**ACTION ITEM**
Copy each line in the data that includes the word "when".

(Stored items)
************

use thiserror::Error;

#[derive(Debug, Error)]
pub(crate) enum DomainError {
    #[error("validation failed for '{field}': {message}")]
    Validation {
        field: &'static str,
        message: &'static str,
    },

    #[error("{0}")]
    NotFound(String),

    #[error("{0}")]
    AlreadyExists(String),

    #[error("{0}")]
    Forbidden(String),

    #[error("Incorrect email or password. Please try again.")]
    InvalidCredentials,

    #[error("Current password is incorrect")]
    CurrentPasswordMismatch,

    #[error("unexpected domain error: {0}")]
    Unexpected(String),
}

************

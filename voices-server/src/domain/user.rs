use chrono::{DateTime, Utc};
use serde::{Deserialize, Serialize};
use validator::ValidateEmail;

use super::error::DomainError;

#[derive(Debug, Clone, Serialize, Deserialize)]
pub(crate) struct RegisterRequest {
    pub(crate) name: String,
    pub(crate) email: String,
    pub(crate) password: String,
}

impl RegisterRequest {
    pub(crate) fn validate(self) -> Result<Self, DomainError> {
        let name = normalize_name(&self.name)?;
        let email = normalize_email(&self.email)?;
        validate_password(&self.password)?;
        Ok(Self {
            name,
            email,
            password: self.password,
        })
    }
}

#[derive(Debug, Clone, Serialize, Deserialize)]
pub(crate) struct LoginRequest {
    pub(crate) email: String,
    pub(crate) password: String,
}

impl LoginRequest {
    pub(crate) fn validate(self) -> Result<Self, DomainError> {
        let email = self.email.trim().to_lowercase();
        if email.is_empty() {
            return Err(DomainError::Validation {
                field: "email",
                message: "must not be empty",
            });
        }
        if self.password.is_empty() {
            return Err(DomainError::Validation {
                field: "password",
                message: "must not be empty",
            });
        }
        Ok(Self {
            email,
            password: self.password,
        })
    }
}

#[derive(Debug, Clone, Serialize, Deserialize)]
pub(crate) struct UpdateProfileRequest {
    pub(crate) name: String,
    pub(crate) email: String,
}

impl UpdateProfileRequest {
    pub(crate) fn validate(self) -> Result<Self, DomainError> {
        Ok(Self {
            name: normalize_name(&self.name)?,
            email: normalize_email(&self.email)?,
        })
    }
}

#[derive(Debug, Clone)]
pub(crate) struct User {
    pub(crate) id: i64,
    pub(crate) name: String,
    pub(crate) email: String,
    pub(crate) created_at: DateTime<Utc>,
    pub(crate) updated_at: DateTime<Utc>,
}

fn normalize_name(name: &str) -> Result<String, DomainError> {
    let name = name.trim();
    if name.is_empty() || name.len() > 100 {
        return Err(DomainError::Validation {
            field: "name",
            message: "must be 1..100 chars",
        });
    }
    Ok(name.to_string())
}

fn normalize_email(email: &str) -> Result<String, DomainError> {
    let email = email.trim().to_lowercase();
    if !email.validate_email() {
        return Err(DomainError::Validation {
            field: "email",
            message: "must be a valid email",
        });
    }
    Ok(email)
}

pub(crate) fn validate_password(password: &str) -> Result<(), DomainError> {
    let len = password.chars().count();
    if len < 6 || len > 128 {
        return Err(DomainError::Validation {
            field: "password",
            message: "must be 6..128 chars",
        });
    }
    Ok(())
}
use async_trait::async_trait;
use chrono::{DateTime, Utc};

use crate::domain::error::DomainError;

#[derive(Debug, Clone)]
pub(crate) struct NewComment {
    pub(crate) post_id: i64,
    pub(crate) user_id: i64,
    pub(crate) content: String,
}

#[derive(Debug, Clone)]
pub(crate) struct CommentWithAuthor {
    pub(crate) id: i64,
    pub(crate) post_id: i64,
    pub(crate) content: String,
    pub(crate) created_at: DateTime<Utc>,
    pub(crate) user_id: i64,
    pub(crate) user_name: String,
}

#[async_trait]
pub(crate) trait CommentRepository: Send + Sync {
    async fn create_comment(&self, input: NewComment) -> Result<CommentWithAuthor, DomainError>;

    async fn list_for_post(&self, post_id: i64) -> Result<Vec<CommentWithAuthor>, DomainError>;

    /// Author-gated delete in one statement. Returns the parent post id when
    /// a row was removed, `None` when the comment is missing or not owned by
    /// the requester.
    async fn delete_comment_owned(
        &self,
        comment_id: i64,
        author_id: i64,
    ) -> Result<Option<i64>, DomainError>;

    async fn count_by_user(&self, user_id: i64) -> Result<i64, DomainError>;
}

************

**TASK SOLUTION**
    /// Author-gated delete in one statement. Returns the parent post id when
    /// a row was removed, `None` when the comment is missing or not owned by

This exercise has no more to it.